▶ YOUR GOAL
If a line in the records below contains the word "markers", copy it out.

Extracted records
►

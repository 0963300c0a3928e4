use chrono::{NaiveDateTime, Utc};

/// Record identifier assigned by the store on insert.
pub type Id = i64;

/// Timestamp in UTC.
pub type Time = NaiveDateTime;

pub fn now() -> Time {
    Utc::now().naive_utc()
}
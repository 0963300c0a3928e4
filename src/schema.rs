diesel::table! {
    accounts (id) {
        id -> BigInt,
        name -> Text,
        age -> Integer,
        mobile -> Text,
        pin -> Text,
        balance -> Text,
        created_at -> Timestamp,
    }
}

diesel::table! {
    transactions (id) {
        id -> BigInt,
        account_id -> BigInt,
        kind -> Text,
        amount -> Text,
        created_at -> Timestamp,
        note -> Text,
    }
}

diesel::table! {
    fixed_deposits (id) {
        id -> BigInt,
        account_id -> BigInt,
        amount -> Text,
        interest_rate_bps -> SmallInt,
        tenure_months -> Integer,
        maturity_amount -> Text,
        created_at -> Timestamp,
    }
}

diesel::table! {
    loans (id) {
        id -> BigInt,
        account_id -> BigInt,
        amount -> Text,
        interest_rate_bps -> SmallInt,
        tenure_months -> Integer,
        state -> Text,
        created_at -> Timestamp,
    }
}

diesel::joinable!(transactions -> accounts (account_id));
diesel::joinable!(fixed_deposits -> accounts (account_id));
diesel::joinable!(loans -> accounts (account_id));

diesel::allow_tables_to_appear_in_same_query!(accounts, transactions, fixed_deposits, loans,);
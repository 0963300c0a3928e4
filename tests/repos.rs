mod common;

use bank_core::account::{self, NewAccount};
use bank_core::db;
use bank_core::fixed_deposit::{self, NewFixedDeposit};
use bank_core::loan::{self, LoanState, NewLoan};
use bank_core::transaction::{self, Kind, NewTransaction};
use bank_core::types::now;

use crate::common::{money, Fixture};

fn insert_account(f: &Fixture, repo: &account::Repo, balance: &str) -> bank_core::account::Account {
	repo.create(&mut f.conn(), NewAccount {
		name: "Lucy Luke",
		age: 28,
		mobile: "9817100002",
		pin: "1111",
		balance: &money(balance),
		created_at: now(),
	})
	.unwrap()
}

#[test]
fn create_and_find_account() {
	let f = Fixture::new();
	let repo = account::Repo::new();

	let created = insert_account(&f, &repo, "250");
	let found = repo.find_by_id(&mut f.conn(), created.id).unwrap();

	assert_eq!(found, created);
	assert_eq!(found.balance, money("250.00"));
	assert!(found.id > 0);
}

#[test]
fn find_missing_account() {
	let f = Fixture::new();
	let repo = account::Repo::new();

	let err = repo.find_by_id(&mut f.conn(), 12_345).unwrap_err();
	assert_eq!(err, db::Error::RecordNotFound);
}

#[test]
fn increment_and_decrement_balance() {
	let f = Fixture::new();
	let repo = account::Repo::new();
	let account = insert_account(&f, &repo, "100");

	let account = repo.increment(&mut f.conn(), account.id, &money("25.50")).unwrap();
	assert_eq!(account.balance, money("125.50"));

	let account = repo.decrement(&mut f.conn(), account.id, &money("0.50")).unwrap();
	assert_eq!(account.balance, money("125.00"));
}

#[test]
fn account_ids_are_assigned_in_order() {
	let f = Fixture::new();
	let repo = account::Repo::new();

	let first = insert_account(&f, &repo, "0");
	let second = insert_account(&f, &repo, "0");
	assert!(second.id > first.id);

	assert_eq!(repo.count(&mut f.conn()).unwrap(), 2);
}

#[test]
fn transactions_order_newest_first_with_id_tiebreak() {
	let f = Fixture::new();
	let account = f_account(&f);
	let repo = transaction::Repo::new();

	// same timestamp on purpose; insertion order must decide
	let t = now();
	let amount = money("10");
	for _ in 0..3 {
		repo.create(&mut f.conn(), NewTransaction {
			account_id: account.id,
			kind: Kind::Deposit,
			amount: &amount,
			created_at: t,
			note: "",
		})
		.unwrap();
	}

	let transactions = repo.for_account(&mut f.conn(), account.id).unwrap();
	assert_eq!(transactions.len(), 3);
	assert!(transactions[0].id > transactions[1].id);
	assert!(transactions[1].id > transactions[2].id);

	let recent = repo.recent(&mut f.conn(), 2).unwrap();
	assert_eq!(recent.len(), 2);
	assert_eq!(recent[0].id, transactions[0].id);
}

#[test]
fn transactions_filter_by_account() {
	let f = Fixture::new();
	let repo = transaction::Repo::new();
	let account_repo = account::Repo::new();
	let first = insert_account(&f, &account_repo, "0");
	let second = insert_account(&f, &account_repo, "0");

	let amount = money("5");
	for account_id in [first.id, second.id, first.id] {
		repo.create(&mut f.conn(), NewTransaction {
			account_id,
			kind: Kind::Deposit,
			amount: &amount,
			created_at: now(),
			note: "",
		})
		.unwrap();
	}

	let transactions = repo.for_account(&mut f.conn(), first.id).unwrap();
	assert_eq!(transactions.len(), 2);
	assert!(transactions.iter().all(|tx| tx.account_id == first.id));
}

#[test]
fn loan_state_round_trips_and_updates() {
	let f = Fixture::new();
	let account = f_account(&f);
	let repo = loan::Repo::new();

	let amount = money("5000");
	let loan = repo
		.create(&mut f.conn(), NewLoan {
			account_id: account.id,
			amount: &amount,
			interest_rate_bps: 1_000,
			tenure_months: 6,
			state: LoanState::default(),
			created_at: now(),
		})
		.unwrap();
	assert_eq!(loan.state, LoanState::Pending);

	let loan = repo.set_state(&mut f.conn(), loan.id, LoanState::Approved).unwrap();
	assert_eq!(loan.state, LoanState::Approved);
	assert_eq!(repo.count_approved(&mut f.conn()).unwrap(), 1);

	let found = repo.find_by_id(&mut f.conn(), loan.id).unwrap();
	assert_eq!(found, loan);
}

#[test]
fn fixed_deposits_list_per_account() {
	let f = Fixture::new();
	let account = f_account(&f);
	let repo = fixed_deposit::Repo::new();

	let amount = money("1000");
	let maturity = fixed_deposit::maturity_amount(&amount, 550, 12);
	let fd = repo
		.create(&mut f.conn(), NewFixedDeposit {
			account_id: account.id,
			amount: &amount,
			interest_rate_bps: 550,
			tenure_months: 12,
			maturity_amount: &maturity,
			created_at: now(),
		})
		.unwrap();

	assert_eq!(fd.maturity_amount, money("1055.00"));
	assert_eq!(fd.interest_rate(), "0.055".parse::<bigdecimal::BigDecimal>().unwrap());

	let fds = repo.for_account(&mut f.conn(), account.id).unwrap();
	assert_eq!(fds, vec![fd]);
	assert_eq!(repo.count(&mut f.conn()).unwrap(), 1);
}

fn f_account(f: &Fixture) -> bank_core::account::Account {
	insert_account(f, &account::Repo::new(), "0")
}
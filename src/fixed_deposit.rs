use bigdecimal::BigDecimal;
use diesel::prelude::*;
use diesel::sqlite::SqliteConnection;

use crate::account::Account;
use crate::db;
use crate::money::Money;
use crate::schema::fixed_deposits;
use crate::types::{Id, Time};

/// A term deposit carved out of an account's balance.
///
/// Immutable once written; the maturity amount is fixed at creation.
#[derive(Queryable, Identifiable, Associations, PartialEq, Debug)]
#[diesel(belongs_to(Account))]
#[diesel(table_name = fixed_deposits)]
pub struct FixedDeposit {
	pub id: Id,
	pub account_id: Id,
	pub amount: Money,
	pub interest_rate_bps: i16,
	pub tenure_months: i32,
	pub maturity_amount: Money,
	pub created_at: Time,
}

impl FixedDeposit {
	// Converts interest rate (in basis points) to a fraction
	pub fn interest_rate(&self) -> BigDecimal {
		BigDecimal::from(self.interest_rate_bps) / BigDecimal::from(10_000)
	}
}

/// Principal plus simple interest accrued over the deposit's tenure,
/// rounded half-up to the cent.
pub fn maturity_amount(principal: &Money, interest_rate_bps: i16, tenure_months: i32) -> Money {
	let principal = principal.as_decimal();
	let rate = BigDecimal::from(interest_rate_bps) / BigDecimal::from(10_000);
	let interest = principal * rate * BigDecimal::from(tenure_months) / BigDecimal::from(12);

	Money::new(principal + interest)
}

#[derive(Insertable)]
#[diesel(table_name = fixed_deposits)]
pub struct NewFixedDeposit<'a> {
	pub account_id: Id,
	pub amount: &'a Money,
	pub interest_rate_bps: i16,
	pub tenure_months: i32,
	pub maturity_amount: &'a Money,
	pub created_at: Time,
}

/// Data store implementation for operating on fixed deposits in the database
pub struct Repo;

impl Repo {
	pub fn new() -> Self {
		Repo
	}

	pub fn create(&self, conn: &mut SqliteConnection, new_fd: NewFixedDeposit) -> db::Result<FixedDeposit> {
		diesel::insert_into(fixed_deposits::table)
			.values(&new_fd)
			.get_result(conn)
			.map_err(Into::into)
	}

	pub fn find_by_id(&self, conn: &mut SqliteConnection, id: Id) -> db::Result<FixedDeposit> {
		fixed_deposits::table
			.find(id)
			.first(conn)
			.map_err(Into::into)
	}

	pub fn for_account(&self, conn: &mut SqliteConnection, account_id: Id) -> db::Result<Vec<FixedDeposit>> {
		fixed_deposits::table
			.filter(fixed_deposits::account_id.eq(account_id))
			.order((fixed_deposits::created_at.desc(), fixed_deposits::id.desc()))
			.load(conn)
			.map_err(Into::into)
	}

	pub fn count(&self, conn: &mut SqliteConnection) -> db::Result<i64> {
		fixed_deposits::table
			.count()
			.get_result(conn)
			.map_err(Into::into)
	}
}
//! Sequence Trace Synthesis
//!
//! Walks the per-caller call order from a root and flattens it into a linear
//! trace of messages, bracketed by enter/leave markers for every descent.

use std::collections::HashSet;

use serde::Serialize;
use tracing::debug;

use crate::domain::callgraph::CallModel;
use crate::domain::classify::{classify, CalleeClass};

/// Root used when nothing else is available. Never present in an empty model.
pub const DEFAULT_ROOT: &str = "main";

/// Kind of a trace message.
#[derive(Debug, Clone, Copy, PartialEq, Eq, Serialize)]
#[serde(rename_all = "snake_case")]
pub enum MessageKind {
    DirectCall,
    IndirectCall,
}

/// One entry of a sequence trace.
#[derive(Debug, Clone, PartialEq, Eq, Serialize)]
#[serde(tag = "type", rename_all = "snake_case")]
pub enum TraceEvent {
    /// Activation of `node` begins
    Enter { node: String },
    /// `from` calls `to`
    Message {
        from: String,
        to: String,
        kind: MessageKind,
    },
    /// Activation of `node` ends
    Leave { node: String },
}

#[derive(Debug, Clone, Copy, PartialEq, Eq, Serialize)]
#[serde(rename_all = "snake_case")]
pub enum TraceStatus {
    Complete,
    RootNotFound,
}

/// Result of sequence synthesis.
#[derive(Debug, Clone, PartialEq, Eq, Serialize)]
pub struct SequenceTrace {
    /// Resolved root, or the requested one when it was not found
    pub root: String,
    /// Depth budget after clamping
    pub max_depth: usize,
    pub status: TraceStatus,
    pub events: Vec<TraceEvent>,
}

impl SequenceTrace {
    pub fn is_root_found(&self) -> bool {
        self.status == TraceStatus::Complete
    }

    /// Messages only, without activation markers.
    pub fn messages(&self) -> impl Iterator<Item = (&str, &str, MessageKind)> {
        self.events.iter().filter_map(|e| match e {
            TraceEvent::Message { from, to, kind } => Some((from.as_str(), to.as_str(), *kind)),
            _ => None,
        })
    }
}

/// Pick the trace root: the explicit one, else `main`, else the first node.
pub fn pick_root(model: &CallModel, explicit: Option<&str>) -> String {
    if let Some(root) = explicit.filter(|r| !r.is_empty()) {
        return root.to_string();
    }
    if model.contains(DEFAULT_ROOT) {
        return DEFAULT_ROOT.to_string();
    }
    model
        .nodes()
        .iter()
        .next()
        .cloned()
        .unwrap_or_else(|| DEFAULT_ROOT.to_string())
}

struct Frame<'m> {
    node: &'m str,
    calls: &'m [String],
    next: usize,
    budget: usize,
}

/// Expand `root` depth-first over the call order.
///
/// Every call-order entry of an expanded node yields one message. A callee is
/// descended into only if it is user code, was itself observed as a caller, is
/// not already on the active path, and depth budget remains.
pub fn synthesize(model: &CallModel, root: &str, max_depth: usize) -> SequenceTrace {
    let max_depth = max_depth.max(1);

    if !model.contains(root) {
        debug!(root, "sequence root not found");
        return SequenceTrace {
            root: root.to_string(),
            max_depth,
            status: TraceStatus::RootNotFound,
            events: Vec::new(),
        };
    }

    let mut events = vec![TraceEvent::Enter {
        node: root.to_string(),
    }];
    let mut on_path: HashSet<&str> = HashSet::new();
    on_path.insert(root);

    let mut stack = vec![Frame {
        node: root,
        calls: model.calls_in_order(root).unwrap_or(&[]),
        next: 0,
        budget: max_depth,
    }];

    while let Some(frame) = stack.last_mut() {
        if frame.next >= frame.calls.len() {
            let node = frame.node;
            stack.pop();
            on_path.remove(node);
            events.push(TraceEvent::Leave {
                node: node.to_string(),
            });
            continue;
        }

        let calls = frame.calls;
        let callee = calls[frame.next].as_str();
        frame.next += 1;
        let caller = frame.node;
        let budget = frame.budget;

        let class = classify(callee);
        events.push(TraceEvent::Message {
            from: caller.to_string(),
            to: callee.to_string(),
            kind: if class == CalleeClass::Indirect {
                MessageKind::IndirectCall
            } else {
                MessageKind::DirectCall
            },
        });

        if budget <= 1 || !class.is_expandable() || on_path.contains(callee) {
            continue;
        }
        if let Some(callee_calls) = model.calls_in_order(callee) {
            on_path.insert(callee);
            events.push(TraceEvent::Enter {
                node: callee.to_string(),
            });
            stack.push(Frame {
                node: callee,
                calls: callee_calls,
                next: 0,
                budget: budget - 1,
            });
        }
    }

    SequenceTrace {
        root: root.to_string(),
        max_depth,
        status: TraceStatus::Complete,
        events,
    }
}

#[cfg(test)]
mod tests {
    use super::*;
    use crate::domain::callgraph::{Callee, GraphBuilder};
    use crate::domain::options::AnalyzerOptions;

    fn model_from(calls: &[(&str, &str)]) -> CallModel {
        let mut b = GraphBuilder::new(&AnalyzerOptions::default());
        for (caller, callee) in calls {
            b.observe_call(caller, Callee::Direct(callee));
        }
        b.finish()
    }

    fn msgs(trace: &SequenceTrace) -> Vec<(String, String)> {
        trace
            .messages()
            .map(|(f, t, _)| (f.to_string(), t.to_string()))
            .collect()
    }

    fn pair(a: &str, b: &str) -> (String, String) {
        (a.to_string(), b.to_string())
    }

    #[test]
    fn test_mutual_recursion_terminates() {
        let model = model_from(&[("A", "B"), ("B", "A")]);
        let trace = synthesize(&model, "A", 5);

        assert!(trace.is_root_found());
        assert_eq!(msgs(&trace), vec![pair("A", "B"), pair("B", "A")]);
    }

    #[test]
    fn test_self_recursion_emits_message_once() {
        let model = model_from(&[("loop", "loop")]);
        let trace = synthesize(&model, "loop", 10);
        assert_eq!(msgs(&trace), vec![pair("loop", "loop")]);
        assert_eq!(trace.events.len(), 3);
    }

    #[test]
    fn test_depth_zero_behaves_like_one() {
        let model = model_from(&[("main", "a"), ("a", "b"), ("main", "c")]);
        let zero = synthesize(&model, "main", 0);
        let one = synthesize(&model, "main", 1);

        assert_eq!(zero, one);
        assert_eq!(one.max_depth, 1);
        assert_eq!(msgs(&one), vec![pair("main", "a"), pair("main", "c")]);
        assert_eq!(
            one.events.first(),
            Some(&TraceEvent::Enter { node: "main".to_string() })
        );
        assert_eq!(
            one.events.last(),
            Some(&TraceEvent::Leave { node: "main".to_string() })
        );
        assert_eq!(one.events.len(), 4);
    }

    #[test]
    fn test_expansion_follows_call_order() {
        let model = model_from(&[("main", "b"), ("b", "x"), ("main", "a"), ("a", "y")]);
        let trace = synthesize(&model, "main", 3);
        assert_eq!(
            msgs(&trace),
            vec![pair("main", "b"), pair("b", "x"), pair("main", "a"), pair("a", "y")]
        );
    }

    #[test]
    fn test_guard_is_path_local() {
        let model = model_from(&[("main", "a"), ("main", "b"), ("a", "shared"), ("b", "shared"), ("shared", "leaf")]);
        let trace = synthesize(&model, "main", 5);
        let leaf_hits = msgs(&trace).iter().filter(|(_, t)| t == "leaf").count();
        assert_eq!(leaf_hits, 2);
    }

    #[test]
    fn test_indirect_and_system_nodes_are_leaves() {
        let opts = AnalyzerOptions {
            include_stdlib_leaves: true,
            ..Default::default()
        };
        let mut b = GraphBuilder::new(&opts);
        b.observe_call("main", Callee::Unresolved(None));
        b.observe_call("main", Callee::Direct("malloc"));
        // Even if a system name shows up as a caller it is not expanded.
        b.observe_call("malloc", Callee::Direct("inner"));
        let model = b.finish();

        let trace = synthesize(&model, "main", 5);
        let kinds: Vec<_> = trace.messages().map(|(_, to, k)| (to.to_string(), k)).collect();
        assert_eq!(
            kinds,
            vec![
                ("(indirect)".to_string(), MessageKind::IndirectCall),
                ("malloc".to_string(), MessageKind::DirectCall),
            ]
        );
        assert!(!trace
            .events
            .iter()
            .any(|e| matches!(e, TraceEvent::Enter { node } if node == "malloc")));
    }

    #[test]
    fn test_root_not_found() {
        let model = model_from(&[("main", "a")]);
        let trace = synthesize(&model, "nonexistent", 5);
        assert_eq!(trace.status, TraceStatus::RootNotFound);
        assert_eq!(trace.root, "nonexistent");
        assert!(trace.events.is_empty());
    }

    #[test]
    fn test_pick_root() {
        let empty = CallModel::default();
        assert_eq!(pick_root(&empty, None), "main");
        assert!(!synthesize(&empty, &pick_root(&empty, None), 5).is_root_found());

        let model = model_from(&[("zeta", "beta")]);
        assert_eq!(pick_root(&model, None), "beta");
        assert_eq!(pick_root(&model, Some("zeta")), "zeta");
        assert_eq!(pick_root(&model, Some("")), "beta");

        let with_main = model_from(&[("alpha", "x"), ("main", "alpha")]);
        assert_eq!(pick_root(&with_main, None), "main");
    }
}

◄

▶ RESPONSE TO THIS EXERCISE
//! trace of messages, bracketed by enter/leave markers for every descent.
    /// Messages only, without activation markers.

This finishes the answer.